Il est des moments dans la vie où un rien suffit à faire basculer le destin, où pour moins que rien, un regard, un mot, un paysage, l'homme tranquille se dégoûte soudain de sa tranquillité, la femme fatale rencontre la fatalité, celui qui va tuer se détourne de sa vengeance, celle qui était décidée à quitter son amant l'épouse.
Il y a, dans ces dix-neuf récits de Françoise Sagan, une douceur amère qui prend au cœur. Douceur d'autant plus angoissante que les personnages mis en cause sont presque tous des gens comblés.
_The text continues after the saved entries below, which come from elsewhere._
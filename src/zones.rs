//! Offline zone enumeration and depletion tables.
//!
//! [`enumerate_zones`] walks every branch of the fill graph once, with the
//! same `local * multiplier` arithmetic as [`crate::locate::locate`], and
//! registers each placement of a depletable material. The result is one sorted
//! zone table per material, searched with a binary search at run time.
//!
//! Pebble beds reached at or below the coarsening depth are enumerated once
//! per pebble type instead of once per pebble, matching what the locator
//! reports for them.

use nalgebra::{Point3, Vector3};

use crate::error::{GeometryError, Result};
use crate::geometry::Geometry;
use crate::transform::Transform;
use crate::universe::{Child, Leaf, MaterialId, Universe, UniverseId, UniverseKind};


/// Sorted zone indices of one material.
#[derive(Debug, Clone, PartialEq, Eq, Default)]
struct ZoneTable {
    zones: Vec<u64>,
    divided: bool,
}

/// Per-material sorted zone tables built by [`enumerate_zones`].
#[derive(Debug, Clone, PartialEq, Eq, Default)]
pub struct DepletionTables {
    tables: Vec<ZoneTable>,
}

impl DepletionTables {
    /// Sorts and compacts every table for binary search.
    fn close(&mut self) {
        for table in &mut self.tables {
            table.zones.sort_unstable();
            table.zones.dedup();
            table.zones.shrink_to_fit();
        }
    }

    /// Registered zone indices of a material, ascending.
    pub fn zones(&self, material: MaterialId) -> &[u64] {
        self.tables
            .get(material.0)
            .map(|t| t.zones.as_slice())
            .unwrap_or(&[])
    }

    pub fn contains(&self, material: MaterialId, zone: u64) -> bool {
        self.zones(material).binary_search(&zone).is_ok()
    }

    /// Depletion sub-zone of a placement: its position in the material's table
    /// for divided materials, zero for undivided ones, `None` if unregistered.
    #[inline]
    pub fn lookup(&self, material: MaterialId, zone: u64) -> Option<usize> {
        let table = self.tables.get(material.0)?;
        let slot = table.zones.binary_search(&zone).ok()?;
        Some(if table.divided { slot } else { 0 })
    }

    /// Number of depletion sub-zones of a material.
    pub fn zone_count(&self, material: MaterialId) -> usize {
        match self.tables.get(material.0) {
            Some(table) if table.divided => table.zones.len(),
            Some(table) => table.zones.len().min(1),
            None => 0,
        }
    }

    /// Total number of registered placements over all materials.
    pub fn total_zones(&self) -> usize {
        self.tables.iter().map(|t| t.zones.len()).sum()
    }
}

/// One registered placement of a depletable material.
#[derive(Debug, Clone, PartialEq)]
pub struct Placement {
    pub material: MaterialId,
    pub zone: u64,
    /// Origin of the frame holding the leaf, in root coordinates. Symmetry
    /// folds on the path are not undone.
    pub origin: Point3<f64>,
    /// Level depth of the leaf.
    pub depth: usize,
}

#[derive(Debug, Clone, PartialEq)]
pub struct Enumeration {
    pub tables: DepletionTables,
    /// Registered placements in traversal order.
    pub placements: Vec<Placement>,
    /// Leaf placements visited, depletable or not.
    pub leaves: u64,
}

/// Frame change on the path from the root to the current universe.
#[derive(Debug, Clone, Copy)]
enum Step<'a> {
    Transform(&'a Transform),
    Shift(Vector3<f64>),
}

struct Enumerator<'a> {
    geometry: &'a Geometry,
    path: Vec<Step<'a>>,
    tables: DepletionTables,
    placements: Vec<Placement>,
    leaves: u64,
}

/// Assigns a zone index to every leaf placement and builds the depletion tables.
pub fn enumerate_zones(geometry: &Geometry) -> Result<Enumeration> {
    let materials = &geometry.catalog().materials;
    let mut enumerator = Enumerator {
        geometry,
        path: Vec::with_capacity(2 * geometry.depth()),
        tables: DepletionTables {
            tables: materials
                .iter()
                .map(|m| ZoneTable {
                    zones: Vec::new(),
                    divided: m.divided,
                })
                .collect(),
        },
        placements: Vec::new(),
        leaves: 0,
    };

    enumerator.visit(geometry.root(), 0, 0)?;

    let Enumerator {
        mut tables,
        placements,
        leaves,
        ..
    } = enumerator;
    tables.close();

    log::info!(
        "enumerated {} leaf placements, {} depletion zones",
        leaves,
        tables.total_zones()
    );
    for (index, material) in materials.iter().enumerate().filter(|(_, m)| m.depletable) {
        log::info!(
            "material '{}': {} zones",
            material.name,
            tables.zone_count(MaterialId(index))
        );
    }

    Ok(Enumeration {
        tables,
        placements,
        leaves,
    })
}

impl<'a> Enumerator<'a> {
    fn visit(&mut self, id: UniverseId, depth: usize, zone: u64) -> Result<()> {
        let geometry = self.geometry;
        let universe = geometry.universe(id);
        if depth >= geometry.depth() || depth >= geometry.max_depth() {
            return Err(GeometryError::Cyclic {
                universe: universe.name.clone(),
                depth,
            });
        }

        let mark = self.path.len();
        if let Some(transform) = &universe.transform {
            self.path.push(Step::Transform(transform));
        }

        match &universe.kind {
            UniverseKind::PebbleBed(bed) if depth >= geometry.coarsening_depth() => {
                let index = geometry.pebble_index(id).ok_or_else(|| {
                    GeometryError::inconsistency(&universe.name, "search structure was not built")
                })?;
                log::debug!(
                    "pebble bed '{}' at depth {}: {} pebbles enumerated as {} types",
                    universe.name,
                    depth,
                    bed.pebbles.len(),
                    index.types.len()
                );
                for (type_index, pebble_universe) in index.types.iter().enumerate() {
                    // the first pebble of each type stands in for all of them
                    let shift = index
                        .type_of
                        .iter()
                        .position(|&t| t == type_index)
                        .map(|first| bed.pebbles[first].offset());
                    let child = Child::Fill {
                        universe: *pebble_universe,
                        transform: None,
                    };
                    self.entity(id, universe, type_index, child, shift, depth, zone)?;
                }
                let child = Child::Fill {
                    universe: bed.background,
                    transform: None,
                };
                self.entity(id, universe, bed.pebbles.len(), child, None, depth, zone)?;
            }
            kind => {
                for local in 0..kind.entity_count() {
                    let Some(child) = kind.child(local) else {
                        continue;
                    };
                    let shift = match kind {
                        UniverseKind::Lattice(lattice) => lattice.element_centre(local),
                        UniverseKind::PebbleBed(bed) => bed.pebbles.get(local).map(|p| p.offset()),
                        _ => None,
                    };
                    self.entity(id, universe, local, child, shift, depth, zone)?;
                }
            }
        }

        self.path.truncate(mark);
        Ok(())
    }

    /// Registers or descends into one entity of a universe.
    #[allow(clippy::too_many_arguments)]
    fn entity(
        &mut self,
        id: UniverseId,
        universe: &Universe,
        local: usize,
        child: Child<'a>,
        shift: Option<Vector3<f64>>,
        depth: usize,
        zone: u64,
    ) -> Result<()> {
        let count = universe.kind.entity_count();
        let zone = if local < count {
            zone.checked_add(local as u64 * self.geometry.multiplier(id))
        } else {
            None
        }
        .filter(|&z| z <= self.geometry.max_zone())
        .ok_or_else(|| {
            GeometryError::inconsistency(
                &universe.name,
                format!(
                    "entity {} of {} overflows the zone index bound {}",
                    local,
                    count,
                    self.geometry.max_zone()
                ),
            )
        })?;

        match child {
            Child::Leaf(leaf) => {
                self.leaves += 1;
                if let Leaf::Material(material) = leaf {
                    self.register(material, zone, shift, depth);
                }
            }
            Child::Fill {
                universe: next,
                transform,
            } => {
                let mark = self.path.len();
                if let Some(shift) = shift {
                    self.path.push(Step::Shift(shift));
                }
                if let Some(transform) = transform {
                    self.path.push(Step::Transform(transform));
                }
                self.visit(next, depth + 1, zone)?;
                self.path.truncate(mark);
            }
            Child::Empty => {}
        }
        Ok(())
    }

    fn register(&mut self, material: MaterialId, zone: u64, shift: Option<Vector3<f64>>, depth: usize) {
        if !self.geometry.catalog().materials[material.0].depletable {
            return;
        }
        self.tables.tables[material.0].zones.push(zone);

        let mut origin = Point3::origin();
        if let Some(shift) = shift {
            origin += shift;
        }
        for step in self.path.iter().rev() {
            match step {
                Step::Transform(transform) => origin = transform.invert_point(origin),
                Step::Shift(shift) => origin += shift,
            }
        }
        self.placements.push(Placement {
            material,
            zone,
            origin,
            depth,
        });
    }
}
Non pas de ces hommes et de ces femmes qui se prêtent à une pitié facile, mais de ceux qu'on envie pour leur apparent bonheur.
D'un doigt léger, sans avoir l'air d'y toucher, Françoise Sagan gratte cette apparence, cette croûte, l'arrache, et voici devant nous, fragiles, inquiets, des gens comme les autres, et si seuls. Car c'est la solitude qui relie entre eux ces récits, pèse sur chacun d'eux. Une solitude que parfois, d'une pirouette, l'auteur attrape pour l'épingler au mur et nous la donner à contempler, dans un sourire. Et ce sourire, c'est la détente, la note de charme, une façon de laisser entendre que la vie et les hommes, au fond, ce n'est pas si sérieux... Des yeux de soie qui caressent et rassurent, mais quel désespoir cachent-ils ?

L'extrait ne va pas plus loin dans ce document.